Exercise objective:
The records that follow must be printed exactly as they are.

[Entries taken from a collection]
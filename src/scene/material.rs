use std::fmt;

/// Opaque engine texture id, allocated by the loader that produced it.
#[derive(Debug, Clone, Copy, PartialEq, Eq, Hash, PartialOrd, Ord)]
pub struct TextureId(pub u64);

impl fmt::Display for TextureId {
    fn fmt(&self, f: &mut fmt::Formatter<'_>) -> fmt::Result {
        write!(f, "tex#{}", self.0)
    }
}

/// Handle to a texture owned by the rendering engine. Cloning the handle
/// never duplicates the GPU resource.
#[derive(Debug, Clone, PartialEq, Eq)]
pub struct Texture {
    id: TextureId,
    label: String,
    size: [u32; 2],
}

impl Texture {
    pub fn new(id: TextureId, label: impl Into<String>, size: [u32; 2]) -> Self {
        Self {
            id,
            label: label.into(),
            size,
        }
    }

    pub fn id(&self) -> TextureId {
        self.id
    }

    pub fn label(&self) -> &str {
        &self.label
    }

    pub fn size(&self) -> [u32; 2] {
        self.size
    }
}

/// Map slots that can fall back to a per-LOD default texture.
#[derive(Debug, Clone, Copy, PartialEq, Eq, Hash, PartialOrd, Ord)]
pub enum TextureChannel {
    BaseColor,
    Roughness,
    Metalness,
    AmbientOcclusion,
}

impl TextureChannel {
    /// Channels packed into a single AORM texture.
    pub const AORM: [TextureChannel; 3] = [
        TextureChannel::AmbientOcclusion,
        TextureChannel::Roughness,
        TextureChannel::Metalness,
    ];
}

#[derive(Debug, Clone, Copy, PartialEq, Eq, Default)]
pub enum Side {
    #[default]
    Front,
    Double,
}

/// Physically based material state, the engine's PBR-capable material.
#[derive(Debug, Clone, PartialEq)]
pub struct PhysicalMaterial {
    pub color: [f32; 3],
    pub map: Option<Texture>,
    pub roughness_map: Option<Texture>,
    pub metalness_map: Option<Texture>,
    pub ao_map: Option<Texture>,
    pub normal_map: Option<Texture>,
    pub normal_scale: [f32; 2],
    pub wireframe: bool,
    pub side: Side,
    pub roughness: f32,
    pub metalness: f32,
    pub clearcoat: f32,
    pub clearcoat_roughness: f32,
    pub transmission: f32,
    pub thickness: f32,
    pub ior: f32,
    pub reflectivity: f32,
    pub sheen: f32,
    pub sheen_roughness: f32,
    pub sheen_color: [f32; 3],
    pub specular_intensity: f32,
    pub specular_color: [f32; 3],
    pub iridescence: f32,
    pub iridescence_ior: f32,
    pub iridescence_thickness_range: [f32; 2],
}

impl Default for PhysicalMaterial {
    fn default() -> Self {
        Self {
            color: [1.0, 1.0, 1.0],
            map: None,
            roughness_map: None,
            metalness_map: None,
            ao_map: None,
            normal_map: None,
            normal_scale: [1.0, 1.0],
            wireframe: false,
            side: Side::Front,
            roughness: 1.0,
            metalness: 0.0,
            clearcoat: 0.0,
            clearcoat_roughness: 0.0,
            transmission: 0.0,
            thickness: 0.0,
            ior: 1.5,
            reflectivity: 0.5,
            sheen: 0.0,
            sheen_roughness: 1.0,
            sheen_color: [0.0, 0.0, 0.0],
            specular_intensity: 1.0,
            specular_color: [1.0, 1.0, 1.0],
            iridescence: 0.0,
            iridescence_ior: 1.3,
            iridescence_thickness_range: [100.0, 400.0],
        }
    }
}

/// Flat shaded material without lighting response. Source assets may carry
/// it, but it can never be a synthesis target.
#[derive(Debug, Clone, PartialEq)]
pub struct UnlitMaterial {
    pub color: [f32; 3],
    pub map: Option<Texture>,
    pub wireframe: bool,
}

impl Default for UnlitMaterial {
    fn default() -> Self {
        Self {
            color: [1.0, 1.0, 1.0],
            map: None,
            wireframe: false,
        }
    }
}

#[derive(Debug, Clone, PartialEq)]
pub enum Material {
    Physical(PhysicalMaterial),
    Unlit(UnlitMaterial),
}

impl Material {
    pub fn kind_name(&self) -> &'static str {
        match self {
            Material::Physical(_) => "physical",
            Material::Unlit(_) => "unlit",
        }
    }

    pub fn as_physical(&self) -> Option<&PhysicalMaterial> {
        match self {
            Material::Physical(material) => Some(material),
            Material::Unlit(_) => None,
        }
    }

    pub fn as_physical_mut(&mut self) -> Option<&mut PhysicalMaterial> {
        match self {
            Material::Physical(material) => Some(material),
            Material::Unlit(_) => None,
        }
    }

    /// Texture currently bound to `channel`, if the material has that slot.
    pub fn channel_map(&self, channel: TextureChannel) -> Option<&Texture> {
        match (self, channel) {
            (Material::Physical(m), TextureChannel::BaseColor) => m.map.as_ref(),
            (Material::Physical(m), TextureChannel::Roughness) => m.roughness_map.as_ref(),
            (Material::Physical(m), TextureChannel::Metalness) => m.metalness_map.as_ref(),
            (Material::Physical(m), TextureChannel::AmbientOcclusion) => m.ao_map.as_ref(),
            (Material::Unlit(m), TextureChannel::BaseColor) => m.map.as_ref(),
            (Material::Unlit(_), _) => None,
        }
    }
}

/// Engine-side material construction.
pub trait MaterialFactory {
    fn create_pbr(&self) -> Material;
}

#[derive(Debug, Default, Clone, Copy)]
pub struct PhysicalMaterialFactory;

impl MaterialFactory for PhysicalMaterialFactory {
    fn create_pbr(&self) -> Material {
        Material::Physical(PhysicalMaterial::default())
    }
}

Your solution:
filename src/scene/material.rs
use std::fmt;

/// Opaque engine texture id, allocated by the loader that produced it.
#[derive(Debug, Clone, Copy, PartialEq, Eq, Hash, PartialOrd, Ord)]
pub struct TextureId(pub u64);

impl fmt::Display for TextureId {
    fn fmt(&self, f: &mut fmt::Formatter<'_>) -> fmt::Result {
        write!(f, "tex#{}", self.0)
    }
}

/// Handle to a texture owned by the rendering engine. Cloning the handle
/// never duplicates the GPU resource.
#[derive(Debug, Clone, PartialEq, Eq)]
pub struct Texture {
    id: TextureId,
    label: String,
    size: [u32; 2],
}

impl Texture {
    pub fn new(id: TextureId, label: impl Into<String>, size: [u32; 2]) -> Self {
        Self {
            id,
            label: label.into(),
            size,
        }
    }

    pub fn id(&self) -> TextureId {
        self.id
    }

    pub fn label(&self) -> &str {
        &self.label
    }

    pub fn size(&self) -> [u32; 2] {
        self.size
    }
}

/// Map slots that can fall back to a per-LOD default texture.
#[derive(Debug, Clone, Copy, PartialEq, Eq, Hash, PartialOrd, Ord)]
pub enum TextureChannel {
    BaseColor,
    Roughness,
    Metalness,
    AmbientOcclusion,
}

impl TextureChannel {
    /// Channels packed into a single AORM texture.
    pub const AORM: [TextureChannel; 3] = [
        TextureChannel::AmbientOcclusion,
        TextureChannel::Roughness,
        TextureChannel::Metalness,
    ];
}

#[derive(Debug, Clone, Copy, PartialEq, Eq, Default)]
pub enum Side {
    #[default]
    Front,
    Double,
}

/// Physically based material state, the engine's PBR-capable material.
#[derive(Debug, Clone, PartialEq)]
pub struct PhysicalMaterial {
    pub color: [f32; 3],
    pub map: Option<Texture>,
    pub roughness_map: Option<Texture>,
    pub metalness_map: Option<Texture>,
    pub ao_map: Option<Texture>,
    pub normal_map: Option<Texture>,
    pub normal_scale: [f32; 2],
    pub wireframe: bool,
    pub side: Side,
    pub roughness: f32,
    pub metalness: f32,
    pub clearcoat: f32,
    pub clearcoat_roughness: f32,
    pub transmission: f32,
    pub thickness: f32,
    pub ior: f32,
    pub reflectivity: f32,
    pub sheen: f32,
    pub sheen_roughness: f32,
    pub sheen_color: [f32; 3],
    pub specular_intensity: f32,
    pub specular_color: [f32; 3],
    pub iridescence: f32,
    pub iridescence_ior: f32,
    pub iridescence_thickness_range: [f32; 2],
}

impl Default for PhysicalMaterial {
    fn default() -> Self {
        Self {
            color: [1.0, 1.0, 1.0],
            map: None,
            roughness_map: None,
            metalness_map: None,
            ao_map: None,
            normal_map: None,
            normal_scale: [1.0, 1.0],
            wireframe: false,
            side: Side::Front,
            roughness: 1.0,
            metalness: 0.0,
            clearcoat: 0.0,
            clearcoat_roughness: 0.0,
            transmission: 0.0,
            thickness: 0.0,
            ior: 1.5,
            reflectivity: 0.5,
            sheen: 0.0,
            sheen_roughness: 1.0,
            sheen_color: [0.0, 0.0, 0.0],
            specular_intensity: 1.0,
            specular_color: [1.0, 1.0, 1.0],
            iridescence: 0.0,
            iridescence_ior: 1.3,
            iridescence_thickness_range: [100.0, 400.0],
        }
    }
}

/// Flat shaded material without lighting response. Source assets may carry
/// it, but it can never be a synthesis target.
#[derive(Debug, Clone, PartialEq)]
pub struct UnlitMaterial {
    pub color: [f32; 3],
    pub map: Option<Texture>,
    pub wireframe: bool,
}

impl Default for UnlitMaterial {
    fn default() -> Self {
        Self {
            color: [1.0, 1.0, 1.0],
            map: None,
            wireframe: false,
        }
    }
}

#[derive(Debug, Clone, PartialEq)]
pub enum Material {
    Physical(PhysicalMaterial),
    Unlit(UnlitMaterial),
}

impl Material {
    pub fn kind_name(&self) -> &'static str {
        match self {
            Material::Physical(_) => "physical",
            Material::Unlit(_) => "unlit",
        }
    }

    pub fn as_physical(&self) -> Option<&PhysicalMaterial> {
        match self {
            Material::Physical(material) => Some(material),
            Material::Unlit(_) => None,
        }
    }

    pub fn as_physical_mut(&mut self) -> Option<&mut PhysicalMaterial> {
        match self {
            Material::Physical(material) => Some(material),
            Material::Unlit(_) => None,
        }
    }

    /// Texture currently bound to `channel`, if the material has that slot.
    pub fn channel_map(&self, channel: TextureChannel) -> Option<&Texture> {
        match (self, channel) {
            (Material::Physical(m), TextureChannel::BaseColor) => m.map.as_ref(),
            (Material::Physical(m), TextureChannel::Roughness) => m.roughness_map.as_ref(),
            (Material::Physical(m), TextureChannel::Metalness) => m.metalness_map.as_ref(),
            (Material::Physical(m), TextureChannel::AmbientOcclusion) => m.ao_map.as_ref(),
            (Material::Unlit(m), TextureChannel::BaseColor) => m.map.as_ref(),
            (Material::Unlit(_), _) => None,
        }
    }
}

/// Engine-side material construction.
pub trait MaterialFactory {
    fn create_pbr(&self) -> Material;
}

#[derive(Debug, Default, Clone, Copy)]
pub struct PhysicalMaterialFactory;

impl MaterialFactory for PhysicalMaterialFactory {
    fn create_pbr(&self) -> Material {
        Material::Physical(PhysicalMaterial::default())
    }
}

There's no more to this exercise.